*** Recorded data Section Begins ***

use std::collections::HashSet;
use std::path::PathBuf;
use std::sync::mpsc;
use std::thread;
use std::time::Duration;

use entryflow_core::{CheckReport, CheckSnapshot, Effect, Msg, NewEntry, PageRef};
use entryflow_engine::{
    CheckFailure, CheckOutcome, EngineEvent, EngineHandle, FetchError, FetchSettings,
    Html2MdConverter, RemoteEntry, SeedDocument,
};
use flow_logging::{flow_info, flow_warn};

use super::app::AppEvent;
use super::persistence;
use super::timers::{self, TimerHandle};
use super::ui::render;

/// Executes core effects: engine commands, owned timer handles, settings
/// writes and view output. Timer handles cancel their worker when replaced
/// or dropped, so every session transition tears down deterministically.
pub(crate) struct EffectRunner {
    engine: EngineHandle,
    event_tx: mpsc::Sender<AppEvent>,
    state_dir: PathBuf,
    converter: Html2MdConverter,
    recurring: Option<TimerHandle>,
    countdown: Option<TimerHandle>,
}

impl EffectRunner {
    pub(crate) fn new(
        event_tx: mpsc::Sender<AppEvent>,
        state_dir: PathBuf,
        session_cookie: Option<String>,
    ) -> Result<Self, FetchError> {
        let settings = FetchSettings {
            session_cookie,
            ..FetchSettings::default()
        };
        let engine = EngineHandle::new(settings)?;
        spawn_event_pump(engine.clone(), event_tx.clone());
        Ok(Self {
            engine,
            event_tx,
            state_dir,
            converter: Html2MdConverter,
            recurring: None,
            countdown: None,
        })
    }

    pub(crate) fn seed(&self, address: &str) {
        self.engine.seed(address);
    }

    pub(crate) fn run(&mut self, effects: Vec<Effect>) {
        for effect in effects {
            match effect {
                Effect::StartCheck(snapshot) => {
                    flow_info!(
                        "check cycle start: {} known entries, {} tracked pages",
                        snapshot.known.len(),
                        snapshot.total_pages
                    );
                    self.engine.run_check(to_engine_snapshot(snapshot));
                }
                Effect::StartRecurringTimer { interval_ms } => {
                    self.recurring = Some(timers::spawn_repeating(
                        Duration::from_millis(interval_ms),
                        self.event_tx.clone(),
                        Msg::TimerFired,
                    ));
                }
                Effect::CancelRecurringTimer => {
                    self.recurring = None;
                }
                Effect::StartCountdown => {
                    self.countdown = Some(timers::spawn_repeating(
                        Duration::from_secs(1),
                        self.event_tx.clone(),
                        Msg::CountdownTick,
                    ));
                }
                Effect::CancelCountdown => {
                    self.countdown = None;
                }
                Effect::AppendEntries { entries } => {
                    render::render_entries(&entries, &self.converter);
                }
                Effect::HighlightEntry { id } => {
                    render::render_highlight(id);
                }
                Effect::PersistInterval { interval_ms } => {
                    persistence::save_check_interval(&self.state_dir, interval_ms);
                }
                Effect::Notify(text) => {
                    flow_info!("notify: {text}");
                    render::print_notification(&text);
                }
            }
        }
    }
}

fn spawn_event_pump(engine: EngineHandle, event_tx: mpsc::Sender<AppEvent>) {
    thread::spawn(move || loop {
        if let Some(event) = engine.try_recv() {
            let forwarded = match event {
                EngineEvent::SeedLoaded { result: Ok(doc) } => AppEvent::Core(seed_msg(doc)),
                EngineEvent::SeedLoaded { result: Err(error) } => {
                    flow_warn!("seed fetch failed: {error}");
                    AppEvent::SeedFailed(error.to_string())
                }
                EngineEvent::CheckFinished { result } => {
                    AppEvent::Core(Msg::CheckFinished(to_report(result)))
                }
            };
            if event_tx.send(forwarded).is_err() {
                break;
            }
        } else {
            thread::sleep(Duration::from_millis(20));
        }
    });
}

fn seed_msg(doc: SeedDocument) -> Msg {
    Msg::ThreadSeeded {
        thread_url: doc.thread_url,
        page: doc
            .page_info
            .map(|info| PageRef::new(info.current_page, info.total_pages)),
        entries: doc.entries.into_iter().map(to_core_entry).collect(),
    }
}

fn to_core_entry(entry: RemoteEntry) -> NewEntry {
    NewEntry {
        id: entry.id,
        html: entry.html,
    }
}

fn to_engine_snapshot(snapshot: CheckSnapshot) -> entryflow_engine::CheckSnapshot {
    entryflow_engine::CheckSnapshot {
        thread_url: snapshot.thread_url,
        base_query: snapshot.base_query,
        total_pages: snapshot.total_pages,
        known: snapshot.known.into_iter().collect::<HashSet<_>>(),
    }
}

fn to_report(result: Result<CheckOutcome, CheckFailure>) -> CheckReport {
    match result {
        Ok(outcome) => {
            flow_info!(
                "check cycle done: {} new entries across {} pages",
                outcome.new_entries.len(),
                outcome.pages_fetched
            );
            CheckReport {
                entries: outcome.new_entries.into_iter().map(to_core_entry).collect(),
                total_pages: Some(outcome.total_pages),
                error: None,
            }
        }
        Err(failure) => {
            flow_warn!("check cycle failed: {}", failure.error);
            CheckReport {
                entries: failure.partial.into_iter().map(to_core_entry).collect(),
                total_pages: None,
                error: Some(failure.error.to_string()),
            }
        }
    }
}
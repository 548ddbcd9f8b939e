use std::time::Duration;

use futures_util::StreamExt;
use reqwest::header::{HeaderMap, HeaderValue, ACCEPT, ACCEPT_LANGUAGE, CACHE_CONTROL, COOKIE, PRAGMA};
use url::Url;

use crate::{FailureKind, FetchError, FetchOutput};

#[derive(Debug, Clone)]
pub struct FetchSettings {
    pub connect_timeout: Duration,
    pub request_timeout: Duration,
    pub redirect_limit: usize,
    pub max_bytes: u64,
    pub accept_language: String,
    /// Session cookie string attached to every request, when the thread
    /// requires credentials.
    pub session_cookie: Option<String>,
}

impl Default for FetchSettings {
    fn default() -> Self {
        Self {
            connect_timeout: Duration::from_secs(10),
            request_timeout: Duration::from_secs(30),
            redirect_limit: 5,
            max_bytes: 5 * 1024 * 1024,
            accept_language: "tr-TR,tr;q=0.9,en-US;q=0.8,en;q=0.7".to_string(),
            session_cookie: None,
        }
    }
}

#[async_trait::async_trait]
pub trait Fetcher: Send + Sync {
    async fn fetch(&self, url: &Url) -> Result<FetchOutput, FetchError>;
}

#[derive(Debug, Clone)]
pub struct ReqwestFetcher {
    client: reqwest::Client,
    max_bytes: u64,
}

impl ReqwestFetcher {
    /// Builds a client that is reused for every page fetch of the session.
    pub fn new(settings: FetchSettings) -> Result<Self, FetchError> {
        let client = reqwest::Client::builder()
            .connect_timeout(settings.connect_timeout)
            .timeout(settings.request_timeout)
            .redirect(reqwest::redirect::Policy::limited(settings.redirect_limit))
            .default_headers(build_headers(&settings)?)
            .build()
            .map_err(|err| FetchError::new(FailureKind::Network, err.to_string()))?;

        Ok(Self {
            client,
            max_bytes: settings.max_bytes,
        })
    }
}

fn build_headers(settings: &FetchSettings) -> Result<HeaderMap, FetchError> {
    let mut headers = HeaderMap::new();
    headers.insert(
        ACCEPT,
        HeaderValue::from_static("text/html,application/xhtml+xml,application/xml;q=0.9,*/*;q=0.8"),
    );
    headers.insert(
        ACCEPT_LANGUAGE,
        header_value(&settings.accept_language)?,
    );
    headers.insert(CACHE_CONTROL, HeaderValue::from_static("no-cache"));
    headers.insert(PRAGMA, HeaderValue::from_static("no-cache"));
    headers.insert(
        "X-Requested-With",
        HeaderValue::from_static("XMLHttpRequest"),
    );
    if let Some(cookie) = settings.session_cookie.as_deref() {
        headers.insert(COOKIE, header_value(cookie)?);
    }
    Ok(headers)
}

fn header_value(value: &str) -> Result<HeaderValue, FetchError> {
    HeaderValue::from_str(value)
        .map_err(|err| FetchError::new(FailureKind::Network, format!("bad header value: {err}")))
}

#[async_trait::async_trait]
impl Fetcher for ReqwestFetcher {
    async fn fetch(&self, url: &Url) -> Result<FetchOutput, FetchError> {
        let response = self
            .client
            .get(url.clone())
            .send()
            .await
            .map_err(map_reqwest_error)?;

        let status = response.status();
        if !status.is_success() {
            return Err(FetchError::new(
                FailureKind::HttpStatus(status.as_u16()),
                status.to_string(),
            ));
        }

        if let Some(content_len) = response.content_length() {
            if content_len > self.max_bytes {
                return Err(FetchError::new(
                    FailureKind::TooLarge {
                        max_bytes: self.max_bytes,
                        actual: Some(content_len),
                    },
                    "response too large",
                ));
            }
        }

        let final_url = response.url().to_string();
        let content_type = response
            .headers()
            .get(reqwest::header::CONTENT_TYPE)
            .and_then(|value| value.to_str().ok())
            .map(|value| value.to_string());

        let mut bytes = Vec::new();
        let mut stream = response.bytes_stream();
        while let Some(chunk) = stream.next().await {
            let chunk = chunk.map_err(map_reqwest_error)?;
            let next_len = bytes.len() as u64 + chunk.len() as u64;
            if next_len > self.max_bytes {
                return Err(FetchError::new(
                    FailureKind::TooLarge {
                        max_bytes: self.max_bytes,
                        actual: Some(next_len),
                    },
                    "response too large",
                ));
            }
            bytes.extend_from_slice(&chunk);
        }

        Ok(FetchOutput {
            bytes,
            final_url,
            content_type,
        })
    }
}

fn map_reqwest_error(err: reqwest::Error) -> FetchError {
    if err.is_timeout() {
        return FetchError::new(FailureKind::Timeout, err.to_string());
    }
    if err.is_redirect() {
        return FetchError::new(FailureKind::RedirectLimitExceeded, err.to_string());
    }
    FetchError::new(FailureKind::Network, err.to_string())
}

*** Recorded data Section Ends ***

#### Your goal
Return each line of the entries that holds the string "HashSet".

#### Your response
use std::collections::HashSet;
        known: snapshot.known.into_iter().collect::<HashSet<_>>(),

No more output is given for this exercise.